It’s getting a bit frightening watching the unfolding of the Israeli government’s campaign to discredit the Goldstone report on suspected Gaza war crimes. The spluttering, frantic rage, the contradictory arguments, the transparent drafting of Diaspora Jewish organizations to put their credibility on the line — it adds up to a demeaning performance that can only weaken Israel’s credibility at a moment when it needs credibility more than ever. The Israeli defense strategy seems to be painting the report as though it were a death sentence from a Nazi commandant, rather than an initial fact-finding report by a distinguished international jurist. It only makes Israel look like it’s hiding something.

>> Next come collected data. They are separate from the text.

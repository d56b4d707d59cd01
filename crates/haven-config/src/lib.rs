//! haven-config: the console's configuration file.
//!
//! The file lives at `~/.haven/config.json` and is created from the built-in
//! defaults on first run, next to empty `themes/` and `plugins/` directories.
//! It is read once at startup.

use std::fs;
use std::path::{Path, PathBuf};

use serde::{Deserialize, Serialize};

/// Name of the per-user directory under the home directory.
pub const APP_DIR_NAME: &str = ".haven";
pub const CONFIG_FILE_NAME: &str = "config.json";
/// Environment variable that overrides the configured shell.
pub const SHELL_ENV: &str = "HAVEN_SHELL";

#[derive(Debug, thiserror::Error)]
pub enum ConfigError {
    #[error("could not access {path}: {source}")]
    Io {
        path: PathBuf,
        #[source]
        source: std::io::Error,
    },
    #[error("invalid config file {path}: {source}")]
    Parse {
        path: PathBuf,
        #[source]
        source: serde_json::Error,
    },
    #[error("could not determine the home directory")]
    NoHomeDir,
}

/// Effective console settings.
#[derive(Debug, Clone, PartialEq, Eq, Serialize, Deserialize)]
#[serde(rename_all = "camelCase")]
pub struct ConsoleConfig {
    /// Shell to start in new sessions; the platform default when unset.
    pub shell: Option<String>,
    /// Starting directory for new sessions; the home directory when unset.
    pub working_dir: Option<PathBuf>,
    pub theme: String,
    pub plugin_dirs: Vec<String>,
    pub theme_dirs: Vec<String>,
}

impl Default for ConsoleConfig {
    fn default() -> Self {
        Self {
            shell: None,
            working_dir: None,
            theme: "haven-dark".to_string(),
            plugin_dirs: vec![format!("~/{APP_DIR_NAME}/plugins")],
            theme_dirs: vec![format!("~/{APP_DIR_NAME}/themes")],
        }
    }
}

/// The user's file as written: every key optional.
#[derive(Debug, Default, Deserialize)]
#[serde(rename_all = "camelCase")]
struct UserConfig {
    shell: Option<String>,
    working_dir: Option<PathBuf>,
    theme: Option<String>,
    #[serde(default)]
    plugin_dirs: Vec<String>,
    #[serde(default)]
    theme_dirs: Vec<String>,
}

/// Loaded configuration plus the file it came from.
#[derive(Debug, Clone, Serialize)]
#[serde(rename_all = "camelCase")]
pub struct LoadedConfig {
    #[serde(flatten)]
    pub config: ConsoleConfig,
    pub config_path: PathBuf,
}

/// `~/.haven` for the given home directory.
pub fn app_dir(home: &Path) -> PathBuf {
    home.join(APP_DIR_NAME)
}

pub fn config_path(home: &Path) -> PathBuf {
    app_dir(home).join(CONFIG_FILE_NAME)
}

/// `~/.haven/config.json` for the current user, if a home directory exists.
pub fn user_config_path() -> Option<PathBuf> {
    dirs::home_dir().map(|home| config_path(&home))
}

/// Expand a leading `~` to `home`. Other paths are returned unchanged.
pub fn expand_home(path: &str, home: &Path) -> String {
    if path == "~" {
        return home.to_string_lossy().into_owned();
    }
    match path.strip_prefix("~/") {
        Some(rest) => home.join(rest).to_string_lossy().into_owned(),
        None => path.to_string(),
    }
}

/// Create the app directory, `themes/`, `plugins/` and a default config
/// file if any of them are missing. An existing file is never touched.
pub fn ensure_user_config(home: &Path) -> Result<PathBuf, ConfigError> {
    let dir = app_dir(home);
    for sub in [dir.clone(), dir.join("themes"), dir.join("plugins")] {
        fs::create_dir_all(&sub).map_err(|source| ConfigError::Io { path: sub, source })?;
    }

    let path = config_path(home);
    if !path.exists() {
        let defaults = serde_json::to_string_pretty(&ConsoleConfig::default()).map_err(|source| {
            ConfigError::Parse {
                path: path.clone(),
                source,
            }
        })?;
        fs::write(&path, defaults).map_err(|source| ConfigError::Io {
            path: path.clone(),
            source,
        })?;
        log::info!("wrote default config to {}", path.display());
    }
    Ok(path)
}

/// Load the configuration for `home`, creating it on first run.
///
/// User values override the defaults key by key. The directory lists are
/// the defaults followed by the user's entries, `~`-expanded, with
/// duplicates removed keeping the first occurrence.
pub fn load_from_home(home: &Path) -> Result<LoadedConfig, ConfigError> {
    let path = ensure_user_config(home)?;
    let raw = fs::read_to_string(&path).map_err(|source| ConfigError::Io {
        path: path.clone(),
        source,
    })?;
    let user: UserConfig = serde_json::from_str(&raw).map_err(|source| ConfigError::Parse {
        path: path.clone(),
        source,
    })?;

    Ok(LoadedConfig {
        config: merge(ConsoleConfig::default(), user, home),
        config_path: path,
    })
}

/// Load the configuration from the current user's home directory, then
/// apply the `HAVEN_SHELL` override.
pub fn load() -> Result<LoadedConfig, ConfigError> {
    let home = dirs::home_dir().ok_or(ConfigError::NoHomeDir)?;
    let mut loaded = load_from_home(&home)?;
    apply_shell_override(&mut loaded.config, std::env::var(SHELL_ENV).ok());
    Ok(loaded)
}

/// Replace the configured shell with `value` when it is non-empty.
pub fn apply_shell_override(config: &mut ConsoleConfig, value: Option<String>) {
    if let Some(shell) = value.filter(|s| !s.trim().is_empty()) {
        log::info!("shell overridden by {SHELL_ENV}: {shell}");
        config.shell = Some(shell);
    }
}

fn merge(defaults: ConsoleConfig, user: UserConfig, home: &Path) -> ConsoleConfig {
    let working_dir = user
        .working_dir
        .or(defaults.working_dir)
        .map(|dir| PathBuf::from(expand_home(&dir.to_string_lossy(), home)));

    ConsoleConfig {
        shell: user.shell.or(defaults.shell),
        working_dir,
        theme: user.theme.unwrap_or(defaults.theme),
        plugin_dirs: merge_dirs(defaults.plugin_dirs, user.plugin_dirs, home),
        theme_dirs: merge_dirs(defaults.theme_dirs, user.theme_dirs, home),
    }
}

fn merge_dirs(defaults: Vec<String>, user: Vec<String>, home: &Path) -> Vec<String> {
    let mut merged: Vec<String> = Vec::with_capacity(defaults.len() + user.len());
    for dir in defaults.into_iter().chain(user) {
        let dir = expand_home(&dir, home);
        if !merged.contains(&dir) {
            merged.push(dir);
        }
    }
    merged
}
use std::io::Read;
use std::path::Path;

use crate::pty::{PtyError, PtyHandle};

/// Unique identifier for a terminal session.
pub type SessionId = u64;

/// Lifecycle of a session. `Closed` is terminal.
#[derive(Debug, Clone, Copy, PartialEq, Eq)]
pub enum SessionState {
    /// Process spawned, output reader not running yet.
    Starting,
    /// Accepting input, resizes, and producing output.
    Active,
    /// Killed, torn down, or exited on its own.
    Closed,
}

/// Read-only snapshot of a session for listing and diagnostics.
#[derive(Debug, Clone, PartialEq, Eq)]
pub struct SessionInfo {
    pub id: SessionId,
    pub shell: String,
    pub state: SessionState,
    pub cols: u16,
    pub rows: u16,
}

/// One interactive shell process running on its own PTY.
///
/// The session is the only owner of the PTY handle; nothing else may write
/// to or signal the process.
pub struct Session {
    id: SessionId,
    shell: String,
    state: SessionState,
    cols: u16,
    rows: u16,
    pty: PtyHandle,
    exit_code: Option<u32>,
}

impl Session {
    /// Spawn `shell` with the given geometry. The session starts in
    /// [`SessionState::Starting`].
    pub fn spawn(
        id: SessionId,
        shell: &str,
        cols: u16,
        rows: u16,
        cwd: Option<&Path>,
    ) -> Result<Self, PtyError> {
        let pty = PtyHandle::spawn(shell, cols, rows, cwd)?;

        Ok(Self {
            id,
            shell: shell.to_string(),
            state: SessionState::Starting,
            cols,
            rows,
            pty,
            exit_code: None,
        })
    }

    /// Returns the session's unique identifier.
    pub fn id(&self) -> SessionId {
        self.id
    }

    /// The shell command this session was started with.
    pub fn shell(&self) -> &str {
        &self.shell
    }

    pub fn state(&self) -> SessionState {
        self.state
    }

    /// Last applied geometry as `(cols, rows)`.
    pub fn size(&self) -> (u16, u16) {
        (self.cols, self.rows)
    }

    pub fn exit_code(&self) -> Option<u32> {
        self.exit_code
    }

    pub fn is_active(&self) -> bool {
        self.state == SessionState::Active
    }

    /// OS process id of the shell.
    pub fn process_id(&self) -> Option<u32> {
        self.pty.process_id()
    }

    /// Whether the shell process is still running, independent of `state`.
    pub fn is_process_alive(&mut self) -> bool {
        self.pty.is_alive()
    }

    pub fn info(&self) -> SessionInfo {
        SessionInfo {
            id: self.id,
            shell: self.shell.clone(),
            state: self.state,
            cols: self.cols,
            rows: self.rows,
        }
    }

    /// Move from `Starting` to `Active`. Has no effect in any other state.
    pub fn activate(&mut self) {
        if self.state == SessionState::Starting {
            self.state = SessionState::Active;
        }
    }

    /// Extract the PTY reader for use in a dedicated I/O thread.
    pub fn take_pty_reader(&mut self) -> Option<Box<dyn Read + Send>> {
        self.pty.take_reader()
    }

    /// Write user input to the PTY.
    pub fn write_input(&mut self, data: &[u8]) -> Result<(), PtyError> {
        self.pty.write(data)
    }

    /// Resize the PTY and record the new geometry.
    pub fn resize(&mut self, cols: u16, rows: u16) -> Result<(), PtyError> {
        self.pty.resize(cols, rows)?;
        self.cols = cols;
        self.rows = rows;
        Ok(())
    }

    /// Kill the process (if still running), reap it, and mark the session
    /// closed. Calling this on a closed session returns the recorded code.
    pub fn terminate(&mut self) -> Option<u32> {
        if self.state == SessionState::Closed {
            return self.exit_code;
        }
        self.state = SessionState::Closed;
        self.exit_code = self.pty.terminate();
        self.exit_code
    }
}
//! Per-session output fan-out.
//!
//! The I/O thread publishes every chunk it reads into the session's
//! [`Outlet`], which forwards it to each [`Subscription`] in read order.
//! Output produced before anyone subscribed is held in a bounded backlog and
//! replayed to the first subscriber.

use std::collections::VecDeque;
use std::sync::atomic::{AtomicBool, Ordering};
use std::sync::Arc;

use tokio::sync::mpsc;

use crate::session::SessionId;

/// Upper bound on output held for a session nobody has subscribed to yet.
pub const BACKLOG_LIMIT: usize = 256 * 1024;

/// Something a session produced, in production order.
#[derive(Debug, Clone, PartialEq, Eq)]
pub enum SessionEvent {
    /// One chunk as returned by a single PTY read.
    Output(Vec<u8>),
    /// The process is gone. Always the last event of a stream.
    Exited { code: Option<u32> },
}

/// Receiving end of a session's output stream.
pub struct Subscription {
    id: SessionId,
    rx: mpsc::UnboundedReceiver<SessionEvent>,
    retired: Arc<AtomicBool>,
}

impl Subscription {
    /// The session this subscription belongs to.
    pub fn id(&self) -> SessionId {
        self.id
    }

    /// Wait for the next event.
    ///
    /// Returns `None` when the stream has ended or the session was closed
    /// explicitly; events still buffered at close time are discarded.
    pub async fn recv(&mut self) -> Option<SessionEvent> {
        let event = self.rx.recv().await?;
        self.accept(event)
    }

    /// Blocking variant of [`recv`](Self::recv) for plain threads.
    ///
    /// Panics if called from within an async runtime.
    pub fn blocking_recv(&mut self) -> Option<SessionEvent> {
        let event = self.rx.blocking_recv()?;
        self.accept(event)
    }

    /// Non-blocking poll. `None` means nothing is ready right now or the
    /// stream is over.
    pub fn try_recv(&mut self) -> Option<SessionEvent> {
        let event = self.rx.try_recv().ok()?;
        self.accept(event)
    }

    fn accept(&self, event: SessionEvent) -> Option<SessionEvent> {
        if self.retired.load(Ordering::Acquire) {
            None
        } else {
            Some(event)
        }
    }
}

/// Publishing side shared by the I/O thread and the registry.
pub(crate) struct Outlet {
    id: SessionId,
    subscribers: Vec<mpsc::UnboundedSender<SessionEvent>>,
    backlog: VecDeque<Vec<u8>>,
    backlog_len: usize,
    exited: Option<Option<u32>>,
    retired: Arc<AtomicBool>,
}

impl Outlet {
    pub(crate) fn new(id: SessionId) -> Self {
        Self {
            id,
            subscribers: Vec::new(),
            backlog: VecDeque::new(),
            backlog_len: 0,
            exited: None,
            retired: Arc::new(AtomicBool::new(false)),
        }
    }

    pub(crate) fn subscribe(&mut self) -> Option<Subscription> {
        if self.retired.load(Ordering::Acquire) {
            return None;
        }

        let (tx, rx) = mpsc::unbounded_channel();
        for chunk in self.backlog.drain(..) {
            let _ = tx.send(SessionEvent::Output(chunk));
        }
        self.backlog_len = 0;

        match self.exited {
            Some(code) => {
                let _ = tx.send(SessionEvent::Exited { code });
            }
            None => self.subscribers.push(tx),
        }

        Some(Subscription {
            id: self.id,
            rx,
            retired: Arc::clone(&self.retired),
        })
    }

    /// Forward one chunk to every live subscriber, or park it in the backlog
    /// when there are none.
    pub(crate) fn publish(&mut self, chunk: &[u8]) {
        if self.retired.load(Ordering::Acquire) || self.exited.is_some() {
            return;
        }

        self.subscribers
            .retain(|tx| tx.send(SessionEvent::Output(chunk.to_vec())).is_ok());

        if self.subscribers.is_empty() {
            self.push_backlog(chunk);
        }
    }

    /// The process exited on its own.
    pub(crate) fn finish(&mut self, code: Option<u32>) {
        if self.exited.is_some() {
            return;
        }
        self.exited = Some(code);
        for tx in self.subscribers.drain(..) {
            let _ = tx.send(SessionEvent::Exited { code });
        }
    }

    /// The session was closed explicitly: silence every subscription now,
    /// including events already queued.
    pub(crate) fn retire(&mut self) {
        self.retired.store(true, Ordering::Release);
        self.subscribers.clear();
        self.backlog.clear();
        self.backlog_len = 0;
    }

    fn push_backlog(&mut self, chunk: &[u8]) {
        self.backlog.push_back(chunk.to_vec());
        self.backlog_len += chunk.len();
        while self.backlog_len > BACKLOG_LIMIT {
            match self.backlog.pop_front() {
                Some(old) => self.backlog_len -= old.len(),
                None => break,
            }
        }
    }
}

#[cfg(test)]
mod tests {
    use super::*;

    fn output(bytes: &[u8]) -> Option<SessionEvent> {
        Some(SessionEvent::Output(bytes.to_vec()))
    }

    #[test]
    fn test_backlog_replayed_to_first_subscriber() {
        let mut outlet = Outlet::new(3);
        outlet.publish(b"$ ");
        outlet.publish(b"hello");

        let mut sub = outlet.subscribe().unwrap();
        assert_eq!(sub.id(), 3);
        assert_eq!(sub.try_recv(), output(b"$ "));
        assert_eq!(sub.try_recv(), output(b"hello"));
        assert_eq!(sub.try_recv(), None);

        outlet.publish(b"more");
        assert_eq!(sub.try_recv(), output(b"more"));
    }

    #[test]
    fn test_every_subscriber_sees_every_chunk_in_order() {
        let mut outlet = Outlet::new(1);
        let mut first = outlet.subscribe().unwrap();
        let mut second = outlet.subscribe().unwrap();

        for chunk in [&b"a"[..], &b"b"[..], &b"c"[..]] {
            outlet.publish(chunk);
        }

        for sub in [&mut first, &mut second] {
            assert_eq!(sub.try_recv(), output(b"a"));
            assert_eq!(sub.try_recv(), output(b"b"));
            assert_eq!(sub.try_recv(), output(b"c"));
        }
    }

    #[test]
    fn test_backlog_is_bounded() {
        let mut outlet = Outlet::new(1);
        let chunk = vec![b'x'; 64 * 1024];
        for _ in 0..8 {
            outlet.publish(&chunk);
        }
        assert!(outlet.backlog_len <= BACKLOG_LIMIT);
        assert_eq!(outlet.backlog.len(), BACKLOG_LIMIT / chunk.len());
    }

    #[test]
    fn test_finish_ends_stream_with_exit() {
        let mut outlet = Outlet::new(1);
        let mut sub = outlet.subscribe().unwrap();
        outlet.publish(b"bye");
        outlet.finish(Some(0));
        outlet.publish(b"ignored");

        assert_eq!(sub.try_recv(), output(b"bye"));
        assert_eq!(sub.try_recv(), Some(SessionEvent::Exited { code: Some(0) }));
        assert_eq!(sub.try_recv(), None);
    }

    #[test]
    fn test_late_subscriber_after_exit_gets_backlog_and_exit() {
        let mut outlet = Outlet::new(1);
        outlet.publish(b"early");
        outlet.finish(Some(2));

        let mut sub = outlet.subscribe().unwrap();
        assert_eq!(sub.try_recv(), output(b"early"));
        assert_eq!(sub.try_recv(), Some(SessionEvent::Exited { code: Some(2) }));
    }

    #[test]
    fn test_retire_discards_queued_events() {
        let mut outlet = Outlet::new(1);
        let mut sub = outlet.subscribe().unwrap();
        outlet.publish(b"queued");
        outlet.retire();

        assert_eq!(sub.try_recv(), None);
        assert!(outlet.subscribe().is_none());
    }

    #[test]
    fn test_dropped_subscriber_is_pruned() {
        let mut outlet = Outlet::new(1);
        let sub = outlet.subscribe().unwrap();
        drop(sub);

        outlet.publish(b"nobody listening");
        assert!(outlet.subscribers.is_empty());
        assert_eq!(outlet.backlog.len(), 1);
    }
}
use haven_config::LoadedConfig;

use crate::state::AppState;

/// The configuration the console started with, plus the file path.
#[tauri::command]
pub async fn get_config(state: tauri::State<'_, AppState>) -> Result<LoadedConfig, String> {
    Ok(state.config.clone())
}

Some of Israel’s presumed defenders are claiming that the report gives Hamas a free pass and ignores the years of rocket attacks on southern Israel. Others are complaining that the report treats Hamas the same as Israel, ignoring the moral difference between a democratic state and a terrorist gang. But they can’t both be true. If the report is treating Hamas’s actions the same as Israel’s, then it obviously isn’t ignoring them. In fact, Hamas’s rocket attacks are treated seriously in the report and acknowledged as the trigger that prompted Israel to launch Operation Cast Lead. The report examines their physical damage to Israeli property and lives, their psychological impact on Israeli children and their demoralizing impact on the population. They’re anything but ignored. To say they’re ignored is simply a lie.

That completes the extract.